Task to complete ▸
Would you please copy each line of the data in which the string "user" occurs?

Dataset entries

---

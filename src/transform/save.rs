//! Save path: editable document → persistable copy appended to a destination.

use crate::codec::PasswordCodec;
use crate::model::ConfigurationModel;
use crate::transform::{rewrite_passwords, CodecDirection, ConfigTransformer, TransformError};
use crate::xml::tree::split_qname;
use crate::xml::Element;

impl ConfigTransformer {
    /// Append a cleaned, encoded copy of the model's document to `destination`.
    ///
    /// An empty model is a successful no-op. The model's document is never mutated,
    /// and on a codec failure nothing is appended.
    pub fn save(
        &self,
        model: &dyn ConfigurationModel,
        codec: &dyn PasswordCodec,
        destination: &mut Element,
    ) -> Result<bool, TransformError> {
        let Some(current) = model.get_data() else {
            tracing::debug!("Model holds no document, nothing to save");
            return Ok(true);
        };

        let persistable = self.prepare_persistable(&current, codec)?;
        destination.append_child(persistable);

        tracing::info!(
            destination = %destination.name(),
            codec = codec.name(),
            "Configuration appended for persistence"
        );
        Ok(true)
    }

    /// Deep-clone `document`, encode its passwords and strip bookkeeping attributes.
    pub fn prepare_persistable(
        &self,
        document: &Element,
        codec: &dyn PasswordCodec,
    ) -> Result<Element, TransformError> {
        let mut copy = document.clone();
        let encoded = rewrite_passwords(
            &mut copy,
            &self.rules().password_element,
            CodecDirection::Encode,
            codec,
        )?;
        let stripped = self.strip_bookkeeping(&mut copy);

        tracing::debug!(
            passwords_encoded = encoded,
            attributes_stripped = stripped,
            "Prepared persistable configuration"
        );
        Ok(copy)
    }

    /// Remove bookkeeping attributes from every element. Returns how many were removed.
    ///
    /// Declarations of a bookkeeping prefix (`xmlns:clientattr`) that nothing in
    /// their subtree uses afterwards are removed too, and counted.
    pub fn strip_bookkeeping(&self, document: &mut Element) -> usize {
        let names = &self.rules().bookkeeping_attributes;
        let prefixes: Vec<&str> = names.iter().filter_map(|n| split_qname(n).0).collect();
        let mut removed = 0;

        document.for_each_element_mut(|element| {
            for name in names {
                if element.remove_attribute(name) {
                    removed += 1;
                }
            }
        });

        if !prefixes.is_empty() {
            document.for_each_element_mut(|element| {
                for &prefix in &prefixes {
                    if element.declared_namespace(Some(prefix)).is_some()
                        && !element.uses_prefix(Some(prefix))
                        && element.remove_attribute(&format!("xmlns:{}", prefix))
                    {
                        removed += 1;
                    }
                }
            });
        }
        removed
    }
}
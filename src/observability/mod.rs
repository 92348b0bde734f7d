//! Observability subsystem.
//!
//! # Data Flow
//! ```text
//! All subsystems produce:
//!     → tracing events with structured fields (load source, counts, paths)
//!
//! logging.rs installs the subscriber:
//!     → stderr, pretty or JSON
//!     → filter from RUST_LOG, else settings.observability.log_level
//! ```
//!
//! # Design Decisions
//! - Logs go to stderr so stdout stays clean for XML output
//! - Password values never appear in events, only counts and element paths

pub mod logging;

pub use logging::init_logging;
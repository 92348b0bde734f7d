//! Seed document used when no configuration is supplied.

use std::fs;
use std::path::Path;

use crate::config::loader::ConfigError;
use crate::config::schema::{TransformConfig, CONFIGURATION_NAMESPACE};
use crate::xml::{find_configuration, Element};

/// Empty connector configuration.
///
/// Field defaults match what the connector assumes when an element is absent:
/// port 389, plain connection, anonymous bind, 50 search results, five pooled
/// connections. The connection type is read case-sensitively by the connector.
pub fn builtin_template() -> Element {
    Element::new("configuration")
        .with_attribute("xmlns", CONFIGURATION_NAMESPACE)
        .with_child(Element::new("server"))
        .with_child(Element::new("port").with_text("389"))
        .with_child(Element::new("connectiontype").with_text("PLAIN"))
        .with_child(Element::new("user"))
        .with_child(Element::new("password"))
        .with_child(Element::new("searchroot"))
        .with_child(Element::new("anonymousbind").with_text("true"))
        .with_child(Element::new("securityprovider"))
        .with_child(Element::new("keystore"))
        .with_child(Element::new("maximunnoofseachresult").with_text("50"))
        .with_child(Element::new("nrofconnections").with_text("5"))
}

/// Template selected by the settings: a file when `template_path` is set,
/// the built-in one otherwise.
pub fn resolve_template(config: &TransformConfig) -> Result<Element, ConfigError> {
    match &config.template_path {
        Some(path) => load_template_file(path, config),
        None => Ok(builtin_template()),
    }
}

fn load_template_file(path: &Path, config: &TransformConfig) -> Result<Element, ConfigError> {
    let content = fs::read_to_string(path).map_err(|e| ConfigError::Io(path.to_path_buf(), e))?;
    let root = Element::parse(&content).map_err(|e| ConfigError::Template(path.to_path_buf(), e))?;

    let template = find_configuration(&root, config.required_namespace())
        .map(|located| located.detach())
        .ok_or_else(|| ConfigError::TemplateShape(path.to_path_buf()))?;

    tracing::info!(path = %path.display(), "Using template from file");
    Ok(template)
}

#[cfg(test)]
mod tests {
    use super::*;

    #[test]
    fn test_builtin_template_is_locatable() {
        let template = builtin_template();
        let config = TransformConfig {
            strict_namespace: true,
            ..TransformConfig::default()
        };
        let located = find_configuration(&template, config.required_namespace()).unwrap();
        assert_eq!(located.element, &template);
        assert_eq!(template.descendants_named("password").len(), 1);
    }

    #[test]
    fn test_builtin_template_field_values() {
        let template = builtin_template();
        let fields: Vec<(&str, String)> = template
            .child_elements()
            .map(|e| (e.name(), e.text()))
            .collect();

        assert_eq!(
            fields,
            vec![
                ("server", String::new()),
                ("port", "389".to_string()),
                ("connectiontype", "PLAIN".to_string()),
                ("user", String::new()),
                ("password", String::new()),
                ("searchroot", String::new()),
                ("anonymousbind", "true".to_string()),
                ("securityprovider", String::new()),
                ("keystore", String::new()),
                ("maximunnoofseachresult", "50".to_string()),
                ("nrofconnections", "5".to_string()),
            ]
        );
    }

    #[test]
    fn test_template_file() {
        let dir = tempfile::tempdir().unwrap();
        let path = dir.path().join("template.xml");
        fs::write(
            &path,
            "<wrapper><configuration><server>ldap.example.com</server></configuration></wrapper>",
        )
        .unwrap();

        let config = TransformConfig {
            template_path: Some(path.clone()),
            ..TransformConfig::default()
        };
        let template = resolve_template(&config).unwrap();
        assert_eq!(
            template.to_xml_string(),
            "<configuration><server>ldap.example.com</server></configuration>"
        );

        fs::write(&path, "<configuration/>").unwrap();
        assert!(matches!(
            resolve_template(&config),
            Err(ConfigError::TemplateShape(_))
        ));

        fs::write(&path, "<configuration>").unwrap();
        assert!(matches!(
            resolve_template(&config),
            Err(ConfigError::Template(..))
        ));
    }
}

---

Exercise answer ▸
        .with_child(Element::new("user"))
                ("user", String::new()),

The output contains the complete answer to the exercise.